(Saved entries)
● ● ● ●
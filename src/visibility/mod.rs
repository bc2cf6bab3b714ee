//! Widget and area visibility.
//!
//! Visibility is negotiated over the event bus with no central lock: widgets ask
//! for area changes, owners answer with facts, and the page-level manager pushes
//! container visibility down the widget tree.
//!
//! ## Contents
//! - [`VisibilityTopic`] encode/decode of the wire topics
//! - [`AreaRegistry`], [`AreaHelper`] area names and last known facts
//! - [`VisibilityCoordinator`] per-widget state machine (listeners, tracking, area requests)
//! - [`VisibilityEventManager`] page-level propagation
//!
//! ## Protocol
//! ```text
//! widget W ── changeAreaVisibilityRequest.W.a.true ──► manager
//! manager  ── changeAreaVisibilityRequest.W.a.<cv(W)> ──► W's responder
//! W        ── didChangeAreaVisibility.W.a.<resolved> ──► manager (records, cascades)
//!                                                     └─► widgets living in W.a
//! ```

mod area;
mod coordinator;
mod manager;
mod topics;

pub use area::{AreaHelper, AreaRegistry};
pub use coordinator::{
    AreaUpdateOptions, DEFAULT_TRACKING_PROPERTY, VisibilityCoordinator, VisibilityListener,
};
pub use manager::{MANAGER_NAME, VisibilityEventManager};
pub use topics::{
    AREA_CHANGED, AREA_REQUEST, AreaVisibility, VisibilityTopic, WIDGET_CHANGED, WIDGET_REQUEST,
    WIDGET_WILL_CHANGE, WidgetVisibility,
};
● ● ● ●
_HOW TO COMPLETE THIS TASK_:
Every line above with the word "VisibilityEventManager" is to be copied out.

_RESPONSE TO THE TASK_:
//! - [`VisibilityEventManager`] page-level propagation
pub use manager::{MANAGER_NAME, VisibilityEventManager};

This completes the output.